These assets principally consist of mortgages, mortgages in foreclosure, real estate contracts, real estate in judgment and real estate owned. We are endeavoring to dispose of these assets as quickly as possible but in an orderly manner. In the first half of fiscal year 1966 we converted approximately $12 million of such assets into cash. We expect this conversion to liquid form to accelerate in the future. We place real estate on the market just as quickly as the market can absorb these properties, and we have instituted a guarantee plan for the sale of mortgages. We have disposed of approximately $8.5 million in mortgages under this plan.

63-054-66—pt. 2-11


Another technique to prevent an insured institution from going into default is to facilitate a merger by having the Insurance Corporation agree to make contributions to cover losses suffered by the merged association in disposing of assets acquired from the disappearing association. We have done this in the current fiscal year with two institutions having $75 million of assets.

While these two contribution agreements pose a maximum liability of $16.5 million, our estimate of actual losses to the Corporation is under $6 million. This type of settlement is preferred by the Board where possible because it involves no immediate disbursements, and we do not have to employ personnel in the field for asset management and disposal.

PAYMENT OF INSURANCE We have also paid insurance of approximately $85 million upon the appointment of a receiver by the Illinois savings and loan commissioner for a $109 million, State-chartered stock savings and loan association. This payment represents 98 percent of the share capital. A loss of approximately $19.6 million is estimated as a result of this default. This was the first receivership we have had in 24 years.


The question may properly be asked, What causes some associations to get into difficulties of a nature that cause the FSLIC to make disbursements? There is no pat answer that covers all situations, but there are some common factors or prevailing characteristics which seem to be present in most of these cases. One common factor is the practice of making loans in excess of the market value of the security property, or without a proper evaluation of the risk factors inherent in speculative situations.

This gets back, Mr. Chairman, to a question you were asking a moment ago, when sometimes they pay a high amount for savings, then they have got to require a high rate of interest on loans.
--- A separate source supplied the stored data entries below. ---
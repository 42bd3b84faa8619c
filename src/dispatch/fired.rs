//! Fired-alarm dispatcher.
//!
//! ```text
//! Idle ──deliver──▶ Firing ──session started──▶ Ringing
//!                      │
//!                      └──start rejected──────▶ Failed
//! ```
//!
//! A rejected start is not fatal: the session manager has already posted
//! the notification as the last way to reach the user.

use serde::{Deserialize, Serialize};

use super::AlarmContext;
use crate::types::AlarmPayload;

/// State of the fired-alarm dispatcher.
#[derive(Debug, Clone, Copy, PartialEq, Eq, Serialize, Deserialize)]
#[serde(rename_all = "snake_case")]
pub enum FiredState {
    Idle,
    Firing,
    Ringing,
    Failed,
}

impl FiredState {
    #[must_use]
    pub fn as_str(&self) -> &'static str {
        match self {
            Self::Idle => "idle",
            Self::Firing => "firing",
            Self::Ringing => "ringing",
            Self::Failed => "failed",
        }
    }
}

/// Turns timer deliveries into ringing sessions.
#[derive(Debug)]
pub struct FiredAlarmDispatcher {
    state: FiredState,
    launch_full_screen: bool,
}

impl FiredAlarmDispatcher {
    /// Creates a dispatcher; `launch_full_screen` shows the alarm screen
    /// directly on every fire.
    #[must_use]
    pub fn new(launch_full_screen: bool) -> Self {
        Self {
            state: FiredState::Idle,
            launch_full_screen,
        }
    }

    #[must_use]
    pub fn state(&self) -> FiredState {
        self.state
    }

    /// Handles a timer delivery.
    pub fn on_fired(&mut self, ctx: &mut AlarmContext<'_>, payload: &AlarmPayload) -> FiredState {
        ctx.gateway.mark_fired(&payload.alarm_id);
        self.ring(ctx, payload)
    }

    /// Starts ringing for `payload` without a timer.
    pub fn ring(&mut self, ctx: &mut AlarmContext<'_>, payload: &AlarmPayload) -> FiredState {
        let alarm_id = &payload.alarm_id;
        self.state = FiredState::Firing;
        tracing::info!(alarm_id = %alarm_id, "alarm fired");

        if ctx.session.stop() {
            tracing::debug!(alarm_id = %alarm_id, "stale session stopped");
        }

        match ctx
            .session
            .start(alarm_id.clone(), &payload.audio_ref, &payload.label)
        {
            Ok(()) => {
                if self.launch_full_screen {
                    ctx.open_screen(alarm_id, &payload.label, &payload.audio_ref);
                }
                self.state = FiredState::Ringing;
            }
            Err(e) => {
                tracing::error!(alarm_id = %alarm_id, "{}", e);
                self.state = FiredState::Failed;
            }
        }

        self.state
    }

    /// Returns to `Idle` once the ringing alarm was handled.
    pub fn reset(&mut self) {
        self.state = FiredState::Idle;
    }
}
Another characteristic in many of the problem cases is the rapid growth in savings capital solicited at dividend rates in excess of the rates in the area, or solicited by brokers for a fee paid by the association or by builders to whom loans are granted. Savings received in that manner must be invested promptly and at high interest rates and loan fees, or may be invested intentionally in loans of dubious merit because of the benefit they bring to insiders whose primary interest is their own enrichment and not the welfare of the association.

DETECTION OF UNSAFE PRACTICES Early detection of deviations from safe and sound lending is difficult to achieve, because we learn of such lending after the transaction has been completed and the loan proceeds have been disbursed. Monitoring of the growth of savings capital through monthly reports, and of radio and press advertising, may furnish a clue to incipient problem cases,

An examination of the institution's affairs with independent test appraisals, if deemed necessary, also provides the means for detecting failure of the association to adhere to principles of accepted operating standards and financial soundness, and establishes the factual basis for requesting appropriate corrective action in policies and practices.
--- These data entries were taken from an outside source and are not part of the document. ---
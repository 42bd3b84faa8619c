//! LaunchAgent management for macOS.
//!
//! `wakeup install` registers `wakeup daemon` with launchd so the daemon
//! starts at login and is restarted if it dies. Restarting matters for an
//! alarm clock: the daemon re-arms pending alarms from its state file on
//! startup.

pub mod error;
pub mod plist;

use std::fs;
use std::os::unix::fs::PermissionsExt;
use std::path::{Path, PathBuf};
use std::process::Command;

pub use error::{LaunchAgentError, Result};
pub use plist::WakeupLaunchAgent;

use crate::config::wakeup_dir;

/// Returns the plist path inside `~/Library/LaunchAgents`.
///
/// # Errors
///
/// Returns an error if the home directory cannot be determined.
pub fn plist_path() -> Result<PathBuf> {
    let home = dirs::home_dir().ok_or(LaunchAgentError::HomeDirectoryNotFound)?;
    Ok(home
        .join("Library/LaunchAgents")
        .join(format!("{}.plist", WakeupLaunchAgent::LABEL)))
}

/// Returns whether the plist is installed.
pub fn is_installed() -> bool {
    plist_path().map(|path| path.exists()).unwrap_or(false)
}

/// Installs and loads the LaunchAgent.
///
/// Reinstalling replaces the existing definition.
///
/// # Errors
///
/// Returns an error if the plist cannot be written or `launchctl load`
/// fails.
pub fn install() -> Result<()> {
    let binary = std::env::current_exe().map_err(LaunchAgentError::BinaryPath)?;
    let log_dir = wakeup_dir().join("logs");
    fs::create_dir_all(&log_dir)
        .map_err(|e| LaunchAgentError::io("ログディレクトリの作成", &log_dir, e))?;

    let agent = WakeupLaunchAgent::new(
        binary.to_string_lossy().to_string(),
        &log_dir.to_string_lossy(),
    )
    .with_log_filter("info");

    let path = plist_path()?;
    write_plist(&path, &agent)?;

    // Reload so a changed definition takes effect
    if let Err(e) = launchctl("unload", &path) {
        tracing::debug!("{}", e);
    }
    launchctl("load", &path)?;

    tracing::info!(path = %path.display(), "LaunchAgent installed");
    Ok(())
}

/// Unloads and removes the LaunchAgent. Does nothing if not installed.
///
/// # Errors
///
/// Returns an error if the plist cannot be removed.
pub fn uninstall() -> Result<()> {
    let path = plist_path()?;
    if !path.exists() {
        tracing::info!("LaunchAgent is not installed");
        return Ok(());
    }

    if let Err(e) = launchctl("unload", &path) {
        tracing::warn!("{}", e);
    }
    fs::remove_file(&path).map_err(|e| LaunchAgentError::io("plistの削除", &path, e))?;

    tracing::info!("LaunchAgent uninstalled");
    Ok(())
}

/// Writes the plist with mode 0644, creating the parent directory.
fn write_plist(path: &Path, agent: &WakeupLaunchAgent) -> Result<()> {
    if let Some(parent) = path.parent() {
        fs::create_dir_all(parent)
            .map_err(|e| LaunchAgentError::io("ディレクトリの作成", parent, e))?;
    }
    fs::write(path, agent.to_xml()?)
        .map_err(|e| LaunchAgentError::io("plistの書き込み", path, e))?;
    fs::set_permissions(path, fs::Permissions::from_mode(0o644))
        .map_err(|e| LaunchAgentError::io("権限の設定", path, e))
}

fn launchctl(command: &'static str, plist: &Path) -> Result<()> {
    let output = Command::new("launchctl")
        .arg(command)
        .arg(plist)
        .output()
        .map_err(|e| LaunchAgentError::Launchctl {
            command,
            detail: e.to_string(),
        })?;

    if !output.status.success() {
        return Err(LaunchAgentError::Launchctl {
            command,
            detail: String::from_utf8_lossy(&output.stderr).trim().to_string(),
        });
    }
    Ok(())
}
The examiner's review of the institution's operating policies and an evaluation of its assets require him to check designated circumstances and facts which on the basis of past experience can point to danger signals.

Persuasion based on facts, and education based on a background of nationwide experience of what constitutes acceptable standards in the industry are among the Board's principal supervisory tools. These are effective when dealing with a responsible group of directors and officers, amenable to suggestion. These tools are not effective for a group whose prime consideration is personal enrichment.


Recent changes in examination and supervisory procedures would be helpful. For example, the examiner now custom fits his examination according to the situation he encounters and confines his attention to matters of fundamental importance. Under the Board's policy of

. decentralization the supervisory agent has primary responsibility in his district for prompt and effective supervision. The Board has also established procedures to provide more assistance to the supervisory agent through consultation and guidance, to minimize delays.

More than this, though, is needed. And thus the Board is supporting legislation which could give it more effective tools.


On April 4, 1966, I testified in support of S. 3158, a bill which would permit the Board to issue cease-and-desist orders for violations of law and regulations or for unsafe and unsound practices and, in appropriate cases, to order the suspension or removal of officers or directors. This authority would furnish the Board with an alternative to the more drastic remedy presently available, the takeover of a Federal institution or the termination of insurance.

Senator Allott. Now, at this point, I have not seen this particular bill. Where is it, do you know?

Mr. HORNE. It is still before the Senate Banking and Currency Committee, and I think the hearings on it will be completed this week.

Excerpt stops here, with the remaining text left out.